Dataset entries:

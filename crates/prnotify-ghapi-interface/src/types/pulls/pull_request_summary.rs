use serde::{Deserialize, Serialize};

use super::GhMergeCommit;

/// Pull request list entry, used to find a pull request from its merge commit.
#[derive(Debug, Deserialize, Serialize, Clone, Default, PartialEq, Eq)]
pub struct GhPullRequestSummary {
    /// Number.
    pub number: u64,
    /// Merge commit, if merged.
    pub merge_commit: Option<GhMergeCommit>,
}
fn main() -> shadow_rs::SdResult<()> {
    shadow_rs::new()
}
//! GraphQL queries and response shapes.

use prnotify_ghapi_interface::types::{
    GhActor, GhMergeCommit, GhMergeableState, GhPullRequestRecord, GhPullRequestState,
    GhPullRequestSummary, GhRepositoryInfo, GhRequestedReviewer, GhRequestedReviewerKind,
    GhReview, GhReviewRequest, GhReviewState,
};
use serde::Deserialize;
use time::OffsetDateTime;

pub(crate) const PULL_REQUEST_LIST_QUERY: &str = r#"
query ($owner: String!, $name: String!) {
  repository(owner: $owner, name: $name) {
    pullRequests(last: 100) {
      nodes {
        number
        mergeCommit {
          messageHeadline
          messageBody
          sha: oid
        }
      }
    }
  }
}
"#;

pub(crate) const PULL_REQUEST_QUERY: &str = r#"
query ($owner: String!, $name: String!, $number: Int!) {
  repository(owner: $owner, name: $name) {
    name
    url
    owner {
      login
      url
    }
    pullRequest(number: $number) {
      number
      title
      body
      url
      state
      merged
      mergeable
      author {
        login
        url
      }
      baseRefName
      headRefName
      changedFiles
      commits {
        totalCount
      }
      mergeCommit {
        messageHeadline
        messageBody
        sha: oid
      }
      reviewRequests(last: 100) {
        nodes {
          requestedReviewer {
            __typename
            ... on User {
              login
              url
            }
            ... on Team {
              login: name
              url
            }
          }
        }
      }
      reviews(last: 100) {
        nodes {
          author {
            login
            url
          }
          body
          state
          updatedAt
        }
      }
    }
  }
}
"#;

const GHOST_LOGIN: &str = "ghost";

#[derive(Debug, Deserialize)]
pub(crate) struct GraphQlResponse<T> {
    pub data: Option<T>,
    #[serde(default)]
    pub errors: Vec<GraphQlError>,
}

#[derive(Debug, Deserialize)]
pub(crate) struct GraphQlError {
    pub message: String,
    #[serde(rename = "type")]
    pub kind: Option<String>,
}

impl<T> GraphQlResponse<T> {
    pub fn has_not_found_error(&self) -> bool {
        self.errors
            .iter()
            .any(|e| e.kind.as_deref() == Some("NOT_FOUND"))
    }

    pub fn error_messages(&self) -> String {
        self.errors
            .iter()
            .map(|e| e.message.as_str())
            .collect::<Vec<_>>()
            .join(", ")
    }
}

#[derive(Debug, Deserialize)]
struct Nodes<T> {
    nodes: Vec<Option<T>>,
}

impl<T> Nodes<T> {
    fn into_inner(self) -> impl Iterator<Item = T> {
        self.nodes.into_iter().flatten()
    }
}

#[derive(Debug, Deserialize)]
#[serde(rename_all = "camelCase")]
struct TotalCount {
    total_count: u64,
}

#[derive(Debug, Deserialize)]
#[serde(rename_all = "camelCase")]
struct MergeCommitNode {
    message_headline: String,
    message_body: String,
    sha: String,
}

impl From<MergeCommitNode> for GhMergeCommit {
    fn from(node: MergeCommitNode) -> Self {
        Self {
            headline: node.message_headline,
            body: node.message_body,
            sha: node.sha,
        }
    }
}

#[derive(Debug, Deserialize)]
#[serde(tag = "__typename")]
enum RequestedReviewerNode {
    User { login: String, url: String },
    Team { login: String, url: String },
    #[serde(other)]
    Other,
}

#[derive(Debug, Deserialize)]
#[serde(rename_all = "camelCase")]
struct ReviewRequestNode {
    requested_reviewer: Option<RequestedReviewerNode>,
}

impl ReviewRequestNode {
    fn into_review_request(self) -> Option<GhReviewRequest> {
        let (login, url, kind) = match self.requested_reviewer? {
            RequestedReviewerNode::User { login, url } => {
                (login, url, GhRequestedReviewerKind::User)
            }
            RequestedReviewerNode::Team { login, url } => {
                (login, url, GhRequestedReviewerKind::Team)
            }
            RequestedReviewerNode::Other => return None,
        };

        Some(GhReviewRequest {
            requested_reviewer: GhRequestedReviewer { login, url, kind },
        })
    }
}

#[derive(Debug, Deserialize)]
#[serde(rename_all = "camelCase")]
struct ReviewNode {
    author: Option<GhActor>,
    body: Option<String>,
    state: GhReviewState,
    #[serde(with = "time::serde::rfc3339")]
    updated_at: OffsetDateTime,
}

impl From<ReviewNode> for GhReview {
    fn from(node: ReviewNode) -> Self {
        Self {
            author: node.author.unwrap_or_else(|| GhActor::from_login(GHOST_LOGIN)),
            body: node.body,
            state: node.state,
            updated_at: node.updated_at,
        }
    }
}

#[derive(Debug, Deserialize)]
#[serde(rename_all = "camelCase")]
struct PullRequestNode {
    number: u64,
    title: String,
    body: Option<String>,
    url: String,
    state: GhPullRequestState,
    merged: bool,
    mergeable: GhMergeableState,
    author: Option<GhActor>,
    base_ref_name: String,
    head_ref_name: String,
    changed_files: u64,
    commits: TotalCount,
    merge_commit: Option<MergeCommitNode>,
    review_requests: Nodes<ReviewRequestNode>,
    reviews: Nodes<ReviewNode>,
}

#[derive(Debug, Deserialize)]
#[serde(rename_all = "camelCase")]
struct RepositoryNode {
    name: String,
    url: String,
    owner: GhActor,
    pull_request: Option<PullRequestNode>,
}

#[derive(Debug, Deserialize)]
pub(crate) struct PullRequestData {
    repository: Option<RepositoryNode>,
}

impl PullRequestData {
    /// Flatten the GraphQL shape, `None` when the pull request is missing.
    pub fn into_record(self) -> Option<GhPullRequestRecord> {
        let repository = self.repository?;
        let pr = repository.pull_request?;

        Some(GhPullRequestRecord {
            number: pr.number,
            title: pr.title,
            body: pr.body,
            url: pr.url,
            state: pr.state,
            merged: pr.merged,
            mergeable: pr.mergeable,
            author: pr
                .author
                .unwrap_or_else(|| GhActor::from_login(GHOST_LOGIN)),
            base_ref_name: pr.base_ref_name,
            head_ref_name: pr.head_ref_name,
            commits_count: pr.commits.total_count,
            changed_files: pr.changed_files,
            merge_commit: pr.merge_commit.map(Into::into),
            review_requests: pr
                .review_requests
                .into_inner()
                .filter_map(ReviewRequestNode::into_review_request)
                .collect(),
            reviews: pr.reviews.into_inner().map(Into::into).collect(),
            repository: GhRepositoryInfo {
                name: repository.name,
                url: repository.url,
                owner: repository.owner,
            },
        })
    }
}

#[derive(Debug, Deserialize)]
#[serde(rename_all = "camelCase")]
struct PullRequestSummaryNode {
    number: u64,
    merge_commit: Option<MergeCommitNode>,
}

#[derive(Debug, Deserialize)]
#[serde(rename_all = "camelCase")]
struct PullRequestListRepositoryNode {
    pull_requests: Nodes<PullRequestSummaryNode>,
}

#[derive(Debug, Deserialize)]
pub(crate) struct PullRequestListData {
    repository: Option<PullRequestListRepositoryNode>,
}

impl PullRequestListData {
    pub fn into_summaries(self) -> Vec<GhPullRequestSummary> {
        self.repository
            .map(|r| {
                r.pull_requests
                    .into_inner()
                    .map(|pr| GhPullRequestSummary {
                        number: pr.number,
                        merge_commit: pr.merge_commit.map(Into::into),
                    })
                    .collect()
            })
            .unwrap_or_default()
    }
}

#[cfg(test)]
mod tests {
    use pretty_assertions::assert_eq;
    use time::macros::datetime;

    use super::*;

    const PULL_REQUEST_RESPONSE: &str = r#"{
      "data": {
        "repository": {
          "name": "test",
          "url": "https://github.com/me/test",
          "owner": {"login": "me", "url": "https://github.com/me"},
          "pullRequest": {
            "number": 12,
            "title": "Add things",
            "body": "Some body",
            "url": "https://github.com/me/test/pull/12",
            "state": "OPEN",
            "merged": false,
            "mergeable": "CONFLICTING",
            "author": {"login": "author", "url": "https://github.com/author"},
            "baseRefName": "main",
            "headRefName": "feature/things",
            "changedFiles": 3,
            "commits": {"totalCount": 2},
            "mergeCommit": null,
            "reviewRequests": {
              "nodes": [
                {"requestedReviewer": {"__typename": "User", "login": "alice", "url": "https://github.com/alice"}},
                {"requestedReviewer": {"__typename": "Team", "login": "core", "url": "https://github.com/orgs/me/teams/core"}},
                {"requestedReviewer": {"__typename": "Mannequin"}},
                {"requestedReviewer": null}
              ]
            },
            "reviews": {
              "nodes": [
                {"author": {"login": "bob", "url": "https://github.com/bob"}, "body": "", "state": "APPROVED", "updatedAt": "2024-03-01T10:00:00Z"},
                {"author": null, "body": "hmm", "state": "COMMENTED", "updatedAt": "2024-03-02T10:00:00Z"}
              ]
            }
          }
        }
      }
    }"#;

    #[test]
    fn parse_pull_request_response() {
        let response: GraphQlResponse<PullRequestData> =
            serde_json::from_str(PULL_REQUEST_RESPONSE).unwrap();
        assert!(response.errors.is_empty());

        let record = response.data.unwrap().into_record().unwrap();
        assert_eq!(record.number, 12);
        assert_eq!(record.state, GhPullRequestState::Open);
        assert_eq!(record.mergeable, GhMergeableState::Conflicting);
        assert_eq!(record.commits_count, 2);
        assert_eq!(record.changed_files, 3);
        assert_eq!(record.repository.owner.login, "me");
        assert_eq!(
            record.review_requests,
            vec![
                GhReviewRequest::for_user("alice"),
                GhReviewRequest {
                    requested_reviewer: GhRequestedReviewer {
                        login: "core".into(),
                        url: "https://github.com/orgs/me/teams/core".into(),
                        kind: GhRequestedReviewerKind::Team,
                    }
                },
            ]
        );
        assert_eq!(
            record.reviews,
            vec![
                GhReview {
                    author: GhActor::from_login("bob"),
                    body: Some(String::new()),
                    state: GhReviewState::Approved,
                    updated_at: datetime!(2024-03-01 10:00:00 UTC),
                },
                GhReview {
                    author: GhActor::from_login("ghost"),
                    body: Some("hmm".into()),
                    state: GhReviewState::Commented,
                    updated_at: datetime!(2024-03-02 10:00:00 UTC),
                }
            ]
        );
    }

    #[test]
    fn parse_missing_pull_request_response() {
        let response: GraphQlResponse<PullRequestData> = serde_json::from_str(
            r#"{
              "data": {"repository": {"name": "test", "url": "u", "owner": {"login": "me", "url": "u"}, "pullRequest": null}},
              "errors": [{"type": "NOT_FOUND", "message": "Could not resolve to a PullRequest with the number of 999."}]
            }"#,
        )
        .unwrap();

        assert!(response.has_not_found_error());
        assert!(response.data.unwrap().into_record().is_none());
    }

    #[test]
    fn parse_pull_request_list_response() {
        let response: GraphQlResponse<PullRequestListData> = serde_json::from_str(
            r#"{
              "data": {"repository": {"pullRequests": {"nodes": [
                {"number": 1, "mergeCommit": null},
                {"number": 2, "mergeCommit": {"messageHeadline": "Merge #2", "messageBody": "", "sha": "abc"}}
              ]}}}
            }"#,
        )
        .unwrap();

        assert_eq!(
            response.data.unwrap().into_summaries(),
            vec![
                GhPullRequestSummary {
                    number: 1,
                    merge_commit: None
                },
                GhPullRequestSummary {
                    number: 2,
                    merge_commit: Some(GhMergeCommit {
                        headline: "Merge #2".into(),
                        body: String::new(),
                        sha: "abc".into()
                    })
                },
            ]
        );
    }
}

(WHAT TO PRODUCE)
Check each line above for "const" and state how many match, answering with only the number.

(ANSWER BOX)
4